**Task statement**. Across the entries below, please work out how many lines contain the string "RecvError" and give only the number.

-- Extracted records follows --

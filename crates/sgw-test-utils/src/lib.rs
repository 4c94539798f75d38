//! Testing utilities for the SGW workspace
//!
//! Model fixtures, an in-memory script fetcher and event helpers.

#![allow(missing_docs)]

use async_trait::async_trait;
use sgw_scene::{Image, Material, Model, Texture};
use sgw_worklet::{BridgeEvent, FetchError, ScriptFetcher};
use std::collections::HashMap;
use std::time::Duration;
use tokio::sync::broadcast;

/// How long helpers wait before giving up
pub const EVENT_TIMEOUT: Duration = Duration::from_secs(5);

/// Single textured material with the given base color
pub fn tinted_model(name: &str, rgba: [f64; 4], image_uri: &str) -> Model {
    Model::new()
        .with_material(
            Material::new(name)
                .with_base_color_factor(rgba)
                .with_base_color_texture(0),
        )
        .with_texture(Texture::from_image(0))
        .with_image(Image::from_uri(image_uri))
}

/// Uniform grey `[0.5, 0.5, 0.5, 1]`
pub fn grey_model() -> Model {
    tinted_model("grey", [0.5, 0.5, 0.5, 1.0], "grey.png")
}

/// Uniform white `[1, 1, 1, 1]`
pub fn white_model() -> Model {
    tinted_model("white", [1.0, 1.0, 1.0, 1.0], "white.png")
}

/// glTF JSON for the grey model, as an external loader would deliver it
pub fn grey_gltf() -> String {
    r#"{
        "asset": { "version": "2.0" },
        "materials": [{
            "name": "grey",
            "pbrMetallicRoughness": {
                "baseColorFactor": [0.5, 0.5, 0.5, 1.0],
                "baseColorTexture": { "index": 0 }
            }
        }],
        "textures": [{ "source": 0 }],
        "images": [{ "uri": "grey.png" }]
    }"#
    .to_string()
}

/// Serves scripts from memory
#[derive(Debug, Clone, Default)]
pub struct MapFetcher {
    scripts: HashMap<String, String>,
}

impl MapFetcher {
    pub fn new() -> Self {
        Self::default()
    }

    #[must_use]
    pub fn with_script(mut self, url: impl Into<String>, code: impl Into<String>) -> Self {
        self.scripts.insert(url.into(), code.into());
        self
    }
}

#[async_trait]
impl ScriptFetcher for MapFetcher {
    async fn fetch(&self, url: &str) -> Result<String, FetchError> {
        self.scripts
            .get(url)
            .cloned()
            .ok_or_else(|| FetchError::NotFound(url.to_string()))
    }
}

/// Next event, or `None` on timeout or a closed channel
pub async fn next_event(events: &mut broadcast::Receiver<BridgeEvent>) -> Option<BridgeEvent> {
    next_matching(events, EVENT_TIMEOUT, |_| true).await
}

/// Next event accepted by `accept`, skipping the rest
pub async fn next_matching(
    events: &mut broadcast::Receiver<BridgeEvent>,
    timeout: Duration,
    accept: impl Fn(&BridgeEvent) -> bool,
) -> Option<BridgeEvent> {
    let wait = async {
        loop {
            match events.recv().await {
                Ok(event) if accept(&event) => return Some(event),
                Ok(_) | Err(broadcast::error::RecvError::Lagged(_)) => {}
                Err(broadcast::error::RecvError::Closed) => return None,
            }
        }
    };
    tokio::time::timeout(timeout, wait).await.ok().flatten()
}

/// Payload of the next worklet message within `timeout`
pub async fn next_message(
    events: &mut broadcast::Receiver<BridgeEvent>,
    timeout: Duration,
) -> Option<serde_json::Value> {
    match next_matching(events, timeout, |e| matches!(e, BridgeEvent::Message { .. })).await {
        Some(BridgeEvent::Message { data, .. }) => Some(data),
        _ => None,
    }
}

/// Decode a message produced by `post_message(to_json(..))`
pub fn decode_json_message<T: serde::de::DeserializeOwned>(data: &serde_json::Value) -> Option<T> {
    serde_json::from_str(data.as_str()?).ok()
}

-- Extracted records concluded --

**Reply to the task**. 2